**Exercise goal**
Every line of the records that holds the word "const" should be copied out.

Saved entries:
○ ○ ○
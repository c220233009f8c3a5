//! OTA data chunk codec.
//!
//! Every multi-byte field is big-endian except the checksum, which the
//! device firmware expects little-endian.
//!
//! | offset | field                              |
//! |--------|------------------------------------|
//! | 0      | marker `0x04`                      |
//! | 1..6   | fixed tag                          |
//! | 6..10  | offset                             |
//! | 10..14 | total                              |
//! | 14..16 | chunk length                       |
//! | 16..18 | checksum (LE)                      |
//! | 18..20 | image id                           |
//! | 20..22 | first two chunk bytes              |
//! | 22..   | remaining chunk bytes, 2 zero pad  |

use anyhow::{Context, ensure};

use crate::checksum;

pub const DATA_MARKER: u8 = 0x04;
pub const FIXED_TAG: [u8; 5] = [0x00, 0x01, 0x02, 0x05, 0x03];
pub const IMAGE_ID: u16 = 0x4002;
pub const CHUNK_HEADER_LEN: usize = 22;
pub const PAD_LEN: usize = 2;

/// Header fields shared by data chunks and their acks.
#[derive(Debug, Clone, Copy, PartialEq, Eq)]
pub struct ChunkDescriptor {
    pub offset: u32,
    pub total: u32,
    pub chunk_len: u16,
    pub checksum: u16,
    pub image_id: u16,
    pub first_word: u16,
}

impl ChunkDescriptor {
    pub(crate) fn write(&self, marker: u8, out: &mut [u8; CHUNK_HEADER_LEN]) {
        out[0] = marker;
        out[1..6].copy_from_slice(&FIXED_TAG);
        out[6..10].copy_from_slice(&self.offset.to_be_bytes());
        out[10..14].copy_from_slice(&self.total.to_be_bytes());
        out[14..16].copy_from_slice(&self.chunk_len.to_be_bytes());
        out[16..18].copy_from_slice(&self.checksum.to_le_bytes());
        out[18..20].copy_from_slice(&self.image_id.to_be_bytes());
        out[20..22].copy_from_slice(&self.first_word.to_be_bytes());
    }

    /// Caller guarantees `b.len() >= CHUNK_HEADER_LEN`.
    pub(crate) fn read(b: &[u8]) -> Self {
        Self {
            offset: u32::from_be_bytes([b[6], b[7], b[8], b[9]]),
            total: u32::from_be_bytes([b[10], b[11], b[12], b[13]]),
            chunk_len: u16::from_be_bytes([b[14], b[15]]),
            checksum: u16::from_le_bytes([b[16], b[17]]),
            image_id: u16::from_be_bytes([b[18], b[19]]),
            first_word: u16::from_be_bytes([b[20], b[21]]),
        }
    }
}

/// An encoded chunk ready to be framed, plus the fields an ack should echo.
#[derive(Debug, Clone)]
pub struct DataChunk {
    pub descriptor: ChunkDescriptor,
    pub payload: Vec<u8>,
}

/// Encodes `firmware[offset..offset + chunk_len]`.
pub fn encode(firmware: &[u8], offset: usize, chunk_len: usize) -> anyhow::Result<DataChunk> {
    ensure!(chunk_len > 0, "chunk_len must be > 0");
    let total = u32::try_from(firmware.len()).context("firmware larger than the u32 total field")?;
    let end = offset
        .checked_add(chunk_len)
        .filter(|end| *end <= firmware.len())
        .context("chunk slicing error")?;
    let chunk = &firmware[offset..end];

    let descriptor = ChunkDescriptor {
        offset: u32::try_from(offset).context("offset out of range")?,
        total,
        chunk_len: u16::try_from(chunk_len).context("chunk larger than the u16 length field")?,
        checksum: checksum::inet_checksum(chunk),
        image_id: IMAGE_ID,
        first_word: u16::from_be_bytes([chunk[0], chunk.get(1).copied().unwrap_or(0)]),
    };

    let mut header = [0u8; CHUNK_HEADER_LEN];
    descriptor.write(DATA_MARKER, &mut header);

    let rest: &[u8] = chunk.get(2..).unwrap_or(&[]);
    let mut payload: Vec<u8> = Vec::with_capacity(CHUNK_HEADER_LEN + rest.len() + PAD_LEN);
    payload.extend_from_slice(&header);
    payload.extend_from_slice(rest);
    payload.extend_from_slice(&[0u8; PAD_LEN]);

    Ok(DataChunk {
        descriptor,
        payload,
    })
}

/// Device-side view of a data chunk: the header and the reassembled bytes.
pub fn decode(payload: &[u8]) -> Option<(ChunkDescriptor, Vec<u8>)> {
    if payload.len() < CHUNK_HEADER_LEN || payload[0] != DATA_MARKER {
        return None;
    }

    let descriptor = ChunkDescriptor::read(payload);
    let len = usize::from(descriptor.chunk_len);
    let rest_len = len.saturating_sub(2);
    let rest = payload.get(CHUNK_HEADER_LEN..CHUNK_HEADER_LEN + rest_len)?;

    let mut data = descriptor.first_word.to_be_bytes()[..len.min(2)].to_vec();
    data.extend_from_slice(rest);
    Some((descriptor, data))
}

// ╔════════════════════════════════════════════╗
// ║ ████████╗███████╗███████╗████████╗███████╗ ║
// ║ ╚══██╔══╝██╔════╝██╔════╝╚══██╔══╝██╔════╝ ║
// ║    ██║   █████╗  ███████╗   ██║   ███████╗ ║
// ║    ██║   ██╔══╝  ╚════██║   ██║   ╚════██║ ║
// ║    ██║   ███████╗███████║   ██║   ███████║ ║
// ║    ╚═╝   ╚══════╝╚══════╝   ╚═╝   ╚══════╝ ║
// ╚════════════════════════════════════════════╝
○ ○ ○
**Answer box**
pub const DATA_MARKER: u8 = 0x04;
pub const FIXED_TAG: [u8; 5] = [0x00, 0x01, 0x02, 0x05, 0x03];
pub const IMAGE_ID: u16 = 0x4002;
pub const CHUNK_HEADER_LEN: usize = 22;
pub const PAD_LEN: usize = 2;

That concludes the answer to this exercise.